> _DATA FOR ANALYSIS_:
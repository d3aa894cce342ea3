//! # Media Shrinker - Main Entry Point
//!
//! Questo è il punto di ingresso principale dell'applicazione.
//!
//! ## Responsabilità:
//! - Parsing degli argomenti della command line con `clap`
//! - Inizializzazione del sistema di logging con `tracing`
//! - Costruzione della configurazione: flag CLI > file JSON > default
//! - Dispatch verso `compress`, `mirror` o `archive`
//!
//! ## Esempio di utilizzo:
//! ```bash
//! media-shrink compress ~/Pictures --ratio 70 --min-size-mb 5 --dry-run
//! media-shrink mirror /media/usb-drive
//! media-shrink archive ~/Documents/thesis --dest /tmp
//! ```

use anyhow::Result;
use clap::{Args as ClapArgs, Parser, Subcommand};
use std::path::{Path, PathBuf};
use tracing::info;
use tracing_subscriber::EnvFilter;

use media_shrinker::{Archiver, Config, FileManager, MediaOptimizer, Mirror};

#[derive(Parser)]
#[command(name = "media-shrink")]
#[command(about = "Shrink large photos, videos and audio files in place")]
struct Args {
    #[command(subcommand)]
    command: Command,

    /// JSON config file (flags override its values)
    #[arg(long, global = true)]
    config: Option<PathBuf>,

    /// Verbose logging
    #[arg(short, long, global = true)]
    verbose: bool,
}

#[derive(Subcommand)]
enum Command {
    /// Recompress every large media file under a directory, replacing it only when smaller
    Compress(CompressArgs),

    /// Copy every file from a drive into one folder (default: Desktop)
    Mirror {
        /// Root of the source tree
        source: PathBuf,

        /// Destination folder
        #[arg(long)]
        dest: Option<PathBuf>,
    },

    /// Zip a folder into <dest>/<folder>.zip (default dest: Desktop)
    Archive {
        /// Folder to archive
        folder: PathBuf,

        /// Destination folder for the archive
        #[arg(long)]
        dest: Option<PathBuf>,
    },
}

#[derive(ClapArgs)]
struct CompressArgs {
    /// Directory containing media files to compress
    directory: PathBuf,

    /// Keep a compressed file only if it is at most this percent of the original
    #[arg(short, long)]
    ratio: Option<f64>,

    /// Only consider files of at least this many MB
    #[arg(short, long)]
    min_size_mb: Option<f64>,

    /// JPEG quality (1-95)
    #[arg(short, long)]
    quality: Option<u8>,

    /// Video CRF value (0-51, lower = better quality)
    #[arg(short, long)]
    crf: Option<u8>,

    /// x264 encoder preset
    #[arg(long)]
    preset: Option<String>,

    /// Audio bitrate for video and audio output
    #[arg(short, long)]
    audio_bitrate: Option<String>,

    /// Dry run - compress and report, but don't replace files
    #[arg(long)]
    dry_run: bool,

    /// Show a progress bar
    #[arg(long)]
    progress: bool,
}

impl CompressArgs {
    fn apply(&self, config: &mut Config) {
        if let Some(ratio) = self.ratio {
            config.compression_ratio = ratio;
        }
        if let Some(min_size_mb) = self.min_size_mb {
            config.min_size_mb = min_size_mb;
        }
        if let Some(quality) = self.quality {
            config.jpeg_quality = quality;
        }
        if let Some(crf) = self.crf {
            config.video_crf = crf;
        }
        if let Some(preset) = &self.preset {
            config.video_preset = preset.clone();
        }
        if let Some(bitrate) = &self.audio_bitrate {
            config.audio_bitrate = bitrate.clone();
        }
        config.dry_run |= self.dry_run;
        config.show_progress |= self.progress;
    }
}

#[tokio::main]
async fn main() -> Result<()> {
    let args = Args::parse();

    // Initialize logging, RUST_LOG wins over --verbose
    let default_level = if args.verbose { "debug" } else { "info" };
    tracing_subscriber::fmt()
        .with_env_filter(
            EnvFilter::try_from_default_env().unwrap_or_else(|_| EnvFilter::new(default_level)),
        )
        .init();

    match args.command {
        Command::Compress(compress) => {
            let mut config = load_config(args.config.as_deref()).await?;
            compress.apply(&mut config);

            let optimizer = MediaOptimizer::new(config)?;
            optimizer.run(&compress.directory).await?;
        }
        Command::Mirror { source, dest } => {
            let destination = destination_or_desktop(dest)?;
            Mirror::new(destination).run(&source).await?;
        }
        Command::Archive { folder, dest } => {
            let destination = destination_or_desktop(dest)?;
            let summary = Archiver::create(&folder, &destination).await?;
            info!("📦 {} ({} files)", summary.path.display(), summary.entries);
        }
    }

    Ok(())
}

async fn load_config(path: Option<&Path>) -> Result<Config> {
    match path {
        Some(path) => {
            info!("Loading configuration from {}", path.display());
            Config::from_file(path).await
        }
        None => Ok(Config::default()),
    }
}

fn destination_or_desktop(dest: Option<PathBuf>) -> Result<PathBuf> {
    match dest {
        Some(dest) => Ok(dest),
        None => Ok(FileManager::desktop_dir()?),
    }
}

> _INSTRUCTIONS TO FOLLOW_: Where the line holding "#[arg(short, long, global = true)]" appears in the listing above, start reproducing exactly, and end with the line holding "config.video_crf = crf;".

> _RESULT FOR THIS TASK_:
    #[arg(short, long, global = true)]
    verbose: bool,
}

#[derive(Subcommand)]
enum Command {
    /// Recompress every large media file under a directory, replacing it only when smaller
    Compress(CompressArgs),

    /// Copy every file from a drive into one folder (default: Desktop)
    Mirror {
        /// Root of the source tree
        source: PathBuf,

        /// Destination folder
        #[arg(long)]
        dest: Option<PathBuf>,
    },

    /// Zip a folder into <dest>/<folder>.zip (default dest: Desktop)
    Archive {
        /// Folder to archive
        folder: PathBuf,

        /// Destination folder for the archive
        #[arg(long)]
        dest: Option<PathBuf>,
    },
}

#[derive(ClapArgs)]
struct CompressArgs {
    /// Directory containing media files to compress
    directory: PathBuf,

    /// Keep a compressed file only if it is at most this percent of the original
    #[arg(short, long)]
    ratio: Option<f64>,

    /// Only consider files of at least this many MB
    #[arg(short, long)]
    min_size_mb: Option<f64>,

    /// JPEG quality (1-95)
    #[arg(short, long)]
    quality: Option<u8>,

    /// Video CRF value (0-51, lower = better quality)
    #[arg(short, long)]
    crf: Option<u8>,

    /// x264 encoder preset
    #[arg(long)]
    preset: Option<String>,

    /// Audio bitrate for video and audio output
    #[arg(short, long)]
    audio_bitrate: Option<String>,

    /// Dry run - compress and report, but don't replace files
    #[arg(long)]
    dry_run: bool,

    /// Show a progress bar
    #[arg(long)]
    progress: bool,
}

impl CompressArgs {
    fn apply(&self, config: &mut Config) {
        if let Some(ratio) = self.ratio {
            config.compression_ratio = ratio;
        }
        if let Some(min_size_mb) = self.min_size_mb {
            config.min_size_mb = min_size_mb;
        }
        if let Some(quality) = self.quality {
            config.jpeg_quality = quality;
        }
        if let Some(crf) = self.crf {
            config.video_crf = crf;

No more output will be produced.